Work to complete:
Take the data below. Output it exactly from its first line through the line containing "let mut line = String::new();".

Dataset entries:

::::::::

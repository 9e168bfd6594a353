use std::io::{self, BufRead, Write};
use rand::RngCore;
use tictactoe_rl::board::{Board, Mark, Move, BOARD_COLS, BOARD_ROWS};
use tictactoe_rl::error::{Error, Result};
use tictactoe_rl::players::Player;

/// Reads moves as `row col` (both 1-3) from `input`, asking again until the
/// answer names an empty cell.
pub struct HumanPlayer<R> {
    pub name: String,
    pub mark: Mark,
    input: R,
}

impl<R: BufRead> HumanPlayer<R> {
    pub fn new(name: impl Into<String>, mark: Mark, input: R) -> Self {
        HumanPlayer {
            name: name.into(),
            mark,
            input,
        }
    }

    fn read_line(&mut self) -> Result<String> {
        let mut line = String::new();
        let read = self.input.read_line(&mut line).map_err(|source| Error::Io {
            operation: "read a move".to_owned(),
            source,
        })?;
        if read == 0 {
            return Err(Error::invalid_state("input closed before a move was entered"));
        }
        Ok(line)
    }
}

fn parse_move(line: &str) -> Option<Move> {
    let mut numbers = line
        .split(|c: char| c.is_whitespace() || c == ',')
        .filter(|part| !part.is_empty())
        .map(|part| part.parse::<usize>().ok());
    let row = numbers.next()??;
    let col = numbers.next()??;
    if numbers.next().is_some() {
        return None;
    }
    ((1..=BOARD_ROWS).contains(&row) && (1..=BOARD_COLS).contains(&col)).then(|| (row - 1, col - 1))
}

impl<R: BufRead> Player for HumanPlayer<R> {
    fn name(&self) -> &str {
        &self.name
    }
    fn mark(&self) -> Mark {
        self.mark
    }
    fn set_mark(&mut self, mark: Mark) {
        self.mark = mark;
    }
    fn choose_move(&mut self, board: &Board, _rng: &mut dyn RngCore) -> Result<Move> {
        println!("{board}");
        loop {
            print!("{}, enter your move as `row col` (1-3): ", self.name);
            io::stdout().flush().ok();
            let line = self.read_line()?;
            match parse_move(&line) {
                Some(mv) if board.is_empty_cell(mv) => return Ok(mv),
                Some(_) => println!("That square is taken, please choose another one."),
                None => println!("Unknown move {:?}, please try again.", line.trim()),
            }
        }
    }
}

#[cfg(test)]
mod tests {
    use super::*;
    use rand::rngs::StdRng;
    use rand::SeedableRng;
    use std::io::Cursor;

    #[test]
    fn parses_row_and_column() {
        assert_eq!(parse_move("1 3\n"), Some((0, 2)));
        assert_eq!(parse_move("2,2"), Some((1, 1)));
        assert_eq!(parse_move("0 1"), None);
        assert_eq!(parse_move("1 4"), None);
        assert_eq!(parse_move("x y"), None);
        assert_eq!(parse_move("1 2 3"), None);
    }

    #[test]
    fn asks_again_until_cell_is_free() {
        let board = Board::from_rows([[1, 0, 0], [0, 0, 0], [0, 0, 0]]).unwrap();
        let input = Cursor::new("nonsense\n1 1\n3 3\n");
        let mut human = HumanPlayer::new("tester", Mark::Nought, input);
        let mut rng = StdRng::seed_from_u64(0);
        assert_eq!(human.choose_move(&board, &mut rng).unwrap(), (2, 2));
    }

    #[test]
    fn closed_input_is_an_error() {
        let mut human = HumanPlayer::new("tester", Mark::Nought, Cursor::new(""));
        let mut rng = StdRng::seed_from_u64(0);
        assert!(human.choose_move(&Board::new(), &mut rng).is_err());
    }
}
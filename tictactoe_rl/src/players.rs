use crate::board::{Board, Mark, Move};
use crate::error::{check_unit_interval, Error, Result};
use crate::policy::{PolicyStore, StateValues};
use crate::state_key::StateKey;
use rand::prelude::SliceRandom;
use rand::{Rng, RngCore};

pub trait Player {
    fn name(&self) -> &str;
    fn mark(&self) -> Mark;
    fn set_mark(&mut self, mark: Mark);
    fn choose_move(&mut self, board: &Board, rng: &mut dyn RngCore) -> Result<Move>;
}

impl<P: Player + ?Sized> Player for &mut P {
    fn name(&self) -> &str {
        (**self).name()
    }
    fn mark(&self) -> Mark {
        (**self).mark()
    }
    fn set_mark(&mut self, mark: Mark) {
        (**self).set_mark(mark)
    }
    fn choose_move(&mut self, board: &Board, rng: &mut dyn RngCore) -> Result<Move> {
        (**self).choose_move(board, rng)
    }
}

/// Epsilon-greedy move selection.
///
/// With probability `exploration_rate` a uniformly random legal move is
/// returned and `values` is not consulted. Otherwise every legal move is
/// tried on a copy of the board and the resulting state with the highest
/// value wins. The running maximum is replaced on `>=`, so among equally
/// valued moves the last one in `legal_moves` is picked.
pub fn choose_move<V, R>(
    legal_moves: &[Move],
    board: &Board,
    mark: Mark,
    exploration_rate: f64,
    values: &V,
    rng: &mut R,
) -> Result<Move>
where
    V: StateValues + ?Sized,
    R: Rng + ?Sized,
{
    check_unit_interval("exploration rate", exploration_rate)?;
    let Some(&first) = legal_moves.first() else {
        return Err(Error::invalid_state("no legal moves to choose from"));
    };
    if rng.gen_bool(exploration_rate) {
        return Ok(*legal_moves.choose(rng).unwrap_or(&first));
    }
    let mut best = first;
    let mut best_value = f64::NEG_INFINITY;
    for &mv in legal_moves {
        let key = board.with_move(mv, mark)?.state_key();
        let value = values.value(&key);
        if value >= best_value {
            best_value = value;
            best = mv;
        }
    }
    Ok(best)
}

/// Policy-backed player. While training it remembers the key of every board
/// it produced so the episode outcome can be fed back through them.
#[derive(Debug)]
pub struct Agent {
    name: String,
    mark: Mark,
    exploration_rate: f64,
    policy: PolicyStore,
    history: Vec<StateKey>,
}

impl Agent {
    pub fn new(
        name: impl Into<String>,
        mark: Mark,
        exploration_rate: f64,
        policy: PolicyStore,
    ) -> Result<Self> {
        check_unit_interval("exploration rate", exploration_rate)?;
        Ok(Agent {
            name: name.into(),
            mark,
            exploration_rate,
            policy,
            history: Vec::with_capacity(5),
        })
    }

    pub fn exploration_rate(&self) -> f64 {
        self.exploration_rate
    }

    pub fn set_exploration_rate(&mut self, exploration_rate: f64) -> Result<()> {
        check_unit_interval("exploration rate", exploration_rate)?;
        self.exploration_rate = exploration_rate;
        Ok(())
    }

    pub fn policy(&self) -> &PolicyStore {
        &self.policy
    }

    pub fn into_policy(self) -> PolicyStore {
        self.policy
    }

    pub fn record(&mut self, key: StateKey) {
        self.history.push(key);
    }

    pub fn history(&self) -> &[StateKey] {
        &self.history
    }

    pub fn reset_history(&mut self) {
        self.history.clear();
    }

    /// Backward temporal-difference pass over this episode's states, most
    /// recent first: `V(s) += lr * (gamma * target - V(s))`, after which the
    /// updated `V(s)` becomes the target for the state before it.
    pub fn feed_reward(&mut self, reward: f64, learning_rate: f64, discount: f64) {
        let mut target = reward;
        for key in self.history.iter().rev() {
            let value = self.policy.get(key);
            let updated = value + learning_rate * (discount * target - value);
            self.policy.set(key.clone(), updated);
            target = updated;
        }
    }
}

impl Player for Agent {
    fn name(&self) -> &str {
        &self.name
    }
    fn mark(&self) -> Mark {
        self.mark
    }
    fn set_mark(&mut self, mark: Mark) {
        self.mark = mark;
    }
    fn choose_move(&mut self, board: &Board, rng: &mut dyn RngCore) -> Result<Move> {
        choose_move(
            &board.available_moves(),
            board,
            self.mark,
            self.exploration_rate,
            &self.policy,
            rng,
        )
    }
}

/// Plays a uniformly random legal move.
#[derive(Debug)]
pub struct RandomPlayer {
    pub name: String,
    pub mark: Mark,
}

impl RandomPlayer {
    pub fn new(name: impl Into<String>, mark: Mark) -> Self {
        RandomPlayer {
            name: name.into(),
            mark,
        }
    }
}

impl Player for RandomPlayer {
    fn name(&self) -> &str {
        &self.name
    }
    fn mark(&self) -> Mark {
        self.mark
    }
    fn set_mark(&mut self, mark: Mark) {
        self.mark = mark;
    }
    fn choose_move(&mut self, board: &Board, rng: &mut dyn RngCore) -> Result<Move> {
        board
            .available_moves()
            .choose(rng)
            .copied()
            .ok_or_else(|| Error::invalid_state("no legal moves to choose from"))
    }
}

::::::::

Exercise solution:
repository 9e168bfd6594a353
use std::io::{self, BufRead, Write};
use rand::RngCore;
use tictactoe_rl::board::{Board, Mark, Move, BOARD_COLS, BOARD_ROWS};
use tictactoe_rl::error::{Error, Result};
use tictactoe_rl::players::Player;

/// Reads moves as `row col` (both 1-3) from `input`, asking again until the
/// answer names an empty cell.
pub struct HumanPlayer<R> {
    pub name: String,
    pub mark: Mark,
    input: R,
}

impl<R: BufRead> HumanPlayer<R> {
    pub fn new(name: impl Into<String>, mark: Mark, input: R) -> Self {
        HumanPlayer {
            name: name.into(),
            mark,
            input,
        }
    }

    fn read_line(&mut self) -> Result<String> {
        let mut line = String::new();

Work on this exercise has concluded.